Aries’ style of Leadership is innocent and immature in some ways. Aries says, “If no one else will do it, fine! I’ll do it.”
Aries is held back by a lack of trust. South Node in Libra is afraid of upsetting the delicate balance, and Aries is not diplomatic. Aries is disruptive.
Libra tries desperately to keep all the plates spinning, without wondering if it’s wise to. Aries will certainly break some plates.
The Gene Keys
The North Node sits in the 42nd Gene Key at the moment. The 42nd has the Shadow of Expectation, the Gift of Detachment, and the Siddhi of Celebration. This Gene key also occupies The Pearl in my Profile, the final landing place after the Activation, Venus, and Pearl sequences.
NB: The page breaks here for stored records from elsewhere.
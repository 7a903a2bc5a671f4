//! The pool manager: owns a backing buffer, its segment arena, its gap
//! index, and the counters that describe them.

use std::fmt;

use crate::config::PoolConfig;
use crate::error::PoolError;
use crate::gap_index::GapIndex;
use crate::policy::PlacementPolicy;
use crate::segment::{SegmentArena, SegmentRef};

/// Opaque reference to a single live allocation within a [`Pool`].
///
/// `base` and `size` are cached at allocation time; they are stable for the
/// lifetime of the allocation because a live allocated segment never moves
/// or resizes until it is freed.
#[derive(Debug, Clone, Copy, PartialEq, Eq, Hash)]
pub struct AllocationHandle {
    segment: SegmentRef,
    base: usize,
    size: usize,
}

impl AllocationHandle {
    /// Byte offset of this allocation within the pool's backing buffer.
    pub fn base_pointer(&self) -> usize {
        self.base
    }

    /// Size of this allocation in bytes.
    pub fn size(&self) -> usize {
        self.size
    }
}

impl fmt::Display for AllocationHandle {
    fn fmt(&self, f: &mut fmt::Formatter<'_>) -> fmt::Result {
        write!(f, "alloc@{}+{}", self.base, self.size)
    }
}

/// One entry of an [`inspect`](Pool::inspect) report.
#[derive(Debug, Clone, Copy, PartialEq, Eq)]
pub struct SegmentView {
    /// Size of the segment in bytes.
    pub size: usize,
    /// Whether the segment is currently allocated.
    pub allocated: bool,
}

/// A single open pool: a fixed-size buffer partitioned into allocated blocks
/// and free gaps, plus the parallel structures (arena, gap index) that keep
/// allocation and coalescing cheap.
pub struct Pool {
    buffer: Vec<u8>,
    config: PoolConfig,
    arena: SegmentArena,
    gaps: GapIndex,
    num_allocs: usize,
    alloc_size: usize,
}

/// Returned by [`Pool::close`] when the pool still has live allocations or
/// more than one gap; hands the pool back unchanged so the caller can keep
/// using it.
pub struct ClosePoolError {
    /// The pool, returned unchanged.
    pub pool: Pool,
    /// Why `close` refused.
    pub source: PoolError,
}

impl fmt::Debug for ClosePoolError {
    fn fmt(&self, f: &mut fmt::Formatter<'_>) -> fmt::Result {
        f.debug_struct("ClosePoolError")
            .field("source", &self.source)
            .finish_non_exhaustive()
    }
}

impl fmt::Display for ClosePoolError {
    fn fmt(&self, f: &mut fmt::Formatter<'_>) -> fmt::Result {
        fmt::Display::fmt(&self.source, f)
    }
}

impl std::error::Error for ClosePoolError {
    fn source(&self) -> Option<&(dyn std::error::Error + 'static)> {
        Some(&self.source)
    }
}

impl Pool {
    /// Opens a new pool with one free segment covering `[0, config.total_size)`.
    ///
    /// Fails only if the backing buffer or initial internal arrays cannot be
    /// allocated.
    pub fn open(config: PoolConfig) -> Result<Self, PoolError> {
        let mut buffer = Vec::new();
        buffer
            .try_reserve_exact(config.total_size)
            .map_err(|_| PoolError::OutOfMemory {
                requested: config.total_size,
            })?;
        buffer.resize(config.total_size, 0);

        let arena = SegmentArena::new(config.initial_segment_capacity, config.total_size);
        let mut gaps = GapIndex::new(config.initial_gap_capacity);
        gaps.insert(config.total_size, 0, 0);

        tracing::debug!(total_size = config.total_size, policy = ?config.policy, "pool opened");

        Ok(Self {
            buffer,
            config,
            arena,
            gaps,
            num_allocs: 0,
            alloc_size: 0,
        })
    }

    /// Total size of the pool's backing buffer.
    pub fn total_size(&self) -> usize {
        self.config.total_size
    }

    /// Number of currently live allocations.
    pub fn num_allocs(&self) -> usize {
        self.num_allocs
    }

    /// Sum of the sizes of currently live allocations.
    pub fn alloc_size(&self) -> usize {
        self.alloc_size
    }

    /// Number of currently free segments.
    pub fn num_gaps(&self) -> usize {
        self.gaps.len()
    }

    /// Current capacity of the gap index, for observing growth behavior.
    pub fn gap_index_capacity(&self) -> usize {
        self.gaps.capacity()
    }

    /// Current capacity of the segment arena, for observing growth behavior.
    pub fn segment_arena_capacity(&self) -> usize {
        self.arena.capacity()
    }

    /// Placement policy this pool was opened with.
    pub fn policy(&self) -> PlacementPolicy {
        self.config.policy
    }

    /// Allocates `requested_size` bytes, splitting a free segment per the
    /// pool's placement policy.
    pub fn allocate(&mut self, requested_size: usize) -> Result<AllocationHandle, PoolError> {
        debug_assert!(requested_size > 0, "allocate() requires a positive size");

        if self.arena.occupancy() > self.config.fill_factor && !self.arena.try_grow() {
            tracing::warn!(requested_size, "segment arena growth failed");
            return Err(PoolError::OutOfMemory {
                requested: requested_size,
            });
        }

        let selected = match self.config.policy {
            PlacementPolicy::FirstFit => self.gaps.first_free_sufficient(requested_size),
            PlacementPolicy::BestFit => self.gaps.best_fit(requested_size),
        };

        let Some(g) = selected else {
            tracing::warn!(requested_size, "no free segment large enough");
            return Err(PoolError::NoFit {
                requested: requested_size,
            });
        };

        let g_base = self.arena.base(g);
        let g_size = self.arena.size(g);

        self.gaps.remove(g);
        let segment = if g_size == requested_size {
            self.arena.consume_exact(g);
            self.arena.make_ref(g)
        } else {
            let remainder = self.arena.split(g, requested_size);
            let r_idx = self
                .arena
                .resolve(remainder)
                .expect("split() always returns a freshly live reference");
            self.gaps
                .insert(self.arena.size(r_idx), self.arena.base(r_idx), r_idx);
            self.arena.make_ref(g)
        };

        self.num_allocs += 1;
        self.alloc_size += requested_size;

        tracing::debug!(base = g_base, size = requested_size, "allocated");

        Ok(AllocationHandle {
            segment,
            base: g_base,
            size: requested_size,
        })
    }

    /// Frees a previously allocated handle, coalescing with free neighbors.
    pub fn free(&mut self, handle: AllocationHandle) -> Result<(), PoolError> {
        let Some(idx) = self.arena.resolve(handle.segment) else {
            tracing::warn!(handle = %handle, "free() on a stale or foreign handle");
            return Err(PoolError::BadHandle);
        };
        if !self.arena.is_allocated(idx) {
            return Err(PoolError::BadHandle);
        }

        let next_free = self
            .arena
            .next(idx)
            .is_some_and(|n| !self.arena.is_allocated(n));
        let prev_free = self
            .arena
            .prev(idx)
            .is_some_and(|p| !self.arena.is_allocated(p));

        // Coalescing with a free neighbor removes an existing gap entry
        // before inserting the merged one, so the gap index can only grow a
        // net new entry when neither neighbor is free. Check capacity before
        // touching any state, so a growth refusal is a clean no-op.
        if !next_free
            && !prev_free
            && self.gaps.occupancy() > self.config.fill_factor
            && !self.gaps.try_grow()
        {
            tracing::warn!(
                requested = self.arena.size(idx),
                "gap index growth failed for free()"
            );
            return Err(PoolError::OutOfMemory {
                requested: self.arena.size(idx),
            });
        }

        self.num_allocs -= 1;
        self.alloc_size -= self.arena.size(idx);

        // Flip back to free before coalescing so the neighbor checks below
        // see a consistent segment.
        self.arena.free_allocated(idx);

        let mut merged = idx;
        if next_free {
            let next = self.arena.next(merged).expect("next_free implies a next neighbor");
            self.gaps.remove(next);
            self.arena.coalesce_with_next(merged);
        }
        if prev_free {
            let prev = self.arena.prev(merged).expect("prev_free implies a prev neighbor");
            self.gaps.remove(prev);
            merged = self.arena.coalesce_with_prev(merged);
        }

        self.gaps
            .insert(self.arena.size(merged), self.arena.base(merged), merged);

        tracing::debug!(base = self.arena.base(merged), "freed");
        Ok(())
    }

    /// Ordered, read-only view of every segment from lowest to highest address.
    pub fn inspect(&self) -> Vec<SegmentView> {
        self.arena
            .iter_ordered()
            .map(|idx| SegmentView {
                size: self.arena.size(idx),
                allocated: self.arena.is_allocated(idx),
            })
            .collect()
    }

    /// Raw bytes backing a live allocation.
    ///
    /// Beyond the base/size bookkeeping a handle otherwise carries, but the
    /// buffer genuinely holds the pool's storage and a caller already
    /// holding a valid handle is entitled to the bytes it names.
    pub fn as_slice(&self, handle: AllocationHandle) -> Option<&[u8]> {
        let idx = self.arena.resolve(handle.segment)?;
        if !self.arena.is_allocated(idx) {
            return None;
        }
        let base = self.arena.base(idx);
        let size = self.arena.size(idx);
        Some(&self.buffer[base..base + size])
    }

    /// Mutable view of the bytes backing a live allocation.
    pub fn as_slice_mut(&mut self, handle: AllocationHandle) -> Option<&mut [u8]> {
        let idx = self.arena.resolve(handle.segment)?;
        if !self.arena.is_allocated(idx) {
            return None;
        }
        let base = self.arena.base(idx);
        let size = self.arena.size(idx);
        Some(&mut self.buffer[base..base + size])
    }

    /// Closes the pool if it has no live allocations and exactly one gap.
    /// On failure the pool is handed back unchanged.
    pub fn close(self) -> Result<(), ClosePoolError> {
        if self.num_allocs != 0 || self.num_gaps() != 1 {
            let source = PoolError::NotEmpty {
                num_allocs: self.num_allocs,
                num_gaps: self.num_gaps(),
            };
            tracing::warn!(num_allocs = self.num_allocs, num_gaps = self.num_gaps(), "close refused: pool not empty");
            return Err(ClosePoolError { pool: self, source });
        }
        tracing::debug!("pool closed");
        Ok(())
    }
}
It is my current contemplation, as I fumble with the archetypal Rubik’s Cube that is The Pearl Sequence.
One of the things I notice about the Pearl is that I often don’t notice the shadows in myself as much right away. The universe has been serving me the shadows from the people in my life, and I’m almost more reactive to that than anything else.
No one should have expectations. Ha!
I expect that no one should have expectations, or that everyone should at least detach from them.
Which is still Expectation. It’s the same shadow! How dare anyone have any expectations of me?! I expect no expectations.
So I wrestle constantly with Expectations. Of course, I’ve got an abundance of them. And I see it in others, and I judge.
And I get insights in unexpected places. I was listening to an excellent podcast about productivity and creativity the other day, and one nugget emerged:
“It’s not about the pursuit of happiness, it’s about the happiness of pursuit.”
That’s Detachment.
And even further, Detachment accepts Expectation. It’s all the same to Detachment. Detachment sees that it stands upon the shoulders of Expectation.
It’s about earnestness and sincerity, not seriousness and scorn.
This is the path of Karma Yoga, which Krishna explained to Arjuna in The Bhagavad Gita.
Do your work honestly. Give yourself fully to what is in front of you, without attachment to the outcome.
It’s about caring deeply about the world without attaching to an image of how it should be.
It’s about being alive, being human, and giving yourself fully to the experience of what that is like.
That same podcast brought a question up, and I’ll leave it for you to ponder, on the theme of detachment, meaning, and caring.
“How much of your life would you fast-forward through if given the opportunity?”